A simple model of a dissipative structure is that of an autocatalytic chemical reaction in an open system that produces, say, two colored reagents in a liquid that is initially the color of the four substances combined.2 At equilibrium, there is no spatial or temporal structure. When the reaction is pushed away from equilibrium, a spatiotemporal configuration of contrasting colors is generated in the liquid. As it is difficult to represent this in a single picture, I refer the reader to a short YouTube video that explains both the history and the dynamics of this so-called Belouzhov-Zhabotinskii reaction: www.youtube.com/watch?v=nEncoHs6ads.

Structuring continues over relatively long time-spans, which implies that during that period the system is capable of overcoming, at least locally, its tendency toward remixing the colors (in technical terms, it dissipates entropy).
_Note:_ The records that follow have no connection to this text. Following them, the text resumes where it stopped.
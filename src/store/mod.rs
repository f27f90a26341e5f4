//! Access to platform objects: descriptions, file bytes and table rows.
//!
//! Validation never talks to the hosting platform directly. Everything it
//! needs goes through the [`ObjectStore`] trait:
//!
//! - [`ObjectStore::describe`]: class, types, columns, indices and details of an object
//! - [`ObjectStore::read_range`]: bytes of a file object at an arbitrary offset
//! - [`ObjectStore::rows`]: a lazy, single-pass iterator over the rows of a gtable
//!
//! Two implementations are provided: [`MemoryStore`] for embedding and tests,
//! and [`LocalStore`], which keeps objects as files in a directory.

use serde_json::Value;
use thiserror::Error;

use crate::core::object::ObjectDescription;
use crate::core::types::{ObjectClass, ObjectId};
use crate::parsing::ParseError;

pub mod local;
pub mod memory;

pub use local::LocalStore;
pub use memory::MemoryStore;

#[derive(Error, Debug)]
pub enum StoreError {
    #[error("IO error: {0}")]
    Io(#[from] std::io::Error),

    #[error("Invalid object description: {0}")]
    Json(#[from] serde_json::Error),

    #[error("Object {0} not found")]
    NotFound(ObjectId),

    #[error("Object {id} is a {actual}, expected a {expected}")]
    WrongClass {
        id: ObjectId,
        actual: ObjectClass,
        expected: ObjectClass,
    },

    #[error("Read of {len} bytes at offset {offset} is past the end of {id}")]
    OutOfRange { id: ObjectId, offset: u64, len: usize },

    #[error(transparent)]
    Parse(#[from] ParseError),
}

/// A single table row, one JSON value per column
pub type Row = Vec<Value>;

/// Lazy, finite, non-restartable sequence of rows
pub type RowIter<'a> = Box<dyn Iterator<Item = Result<Row, StoreError>> + 'a>;

/// Source of object metadata and content
pub trait ObjectStore {
    /// Describe an object
    ///
    /// # Errors
    ///
    /// Returns `StoreError::NotFound` if the object does not exist, or another
    /// `StoreError` if its description cannot be read.
    fn describe(&self, id: &ObjectId) -> Result<ObjectDescription, StoreError>;

    /// Read `len` bytes of a file object starting at `offset`
    ///
    /// # Errors
    ///
    /// Returns `StoreError::OutOfRange` if the read extends past the end of the
    /// file, or another `StoreError` if the bytes cannot be fetched.
    fn read_range(&self, id: &ObjectId, offset: u64, len: usize) -> Result<Vec<u8>, StoreError>;

    /// Stream the rows of a gtable in order
    ///
    /// # Errors
    ///
    /// Returns a `StoreError` if the rows cannot be opened. Errors on
    /// individual rows are yielded by the iterator.
    fn rows(&self, id: &ObjectId) -> Result<RowIter<'_>, StoreError>;
}

/// Fail with `StoreError::WrongClass` unless the description has the expected class
///
/// # Errors
///
/// Returns `StoreError::WrongClass` on a mismatch.
pub fn expect_class(desc: &ObjectDescription, expected: ObjectClass) -> Result<(), StoreError> {
    if desc.class == expected {
        Ok(())
    } else {
        Err(StoreError::WrongClass {
            id: desc.id.clone(),
            actual: desc.class,
            expected,
        })
    }
}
The structure, as well as the reaction rate and the dissipation rate, depend on the precise history of instabilities that have occurred.

The applicability of the dissipative structure idea to human institutions, then, hinges on our ability to answer each of the following two questions positively:

  • Is there at least one equivalent to the autocatalytic reaction just presented that can be held responsible for coherent structuring in human systems?

  • Is the system an open system, i.e., is it in free exchange of matter, energy, and information with its environment, as is the case with other living systems?

It seems to me that human learning has many properties that permit us to view it as an autocatalytic reaction between observation and knowledge creation. The observation that social systems came into existence and continue to expand, rather than to decay, seems to point to an affirmative answer to the second question.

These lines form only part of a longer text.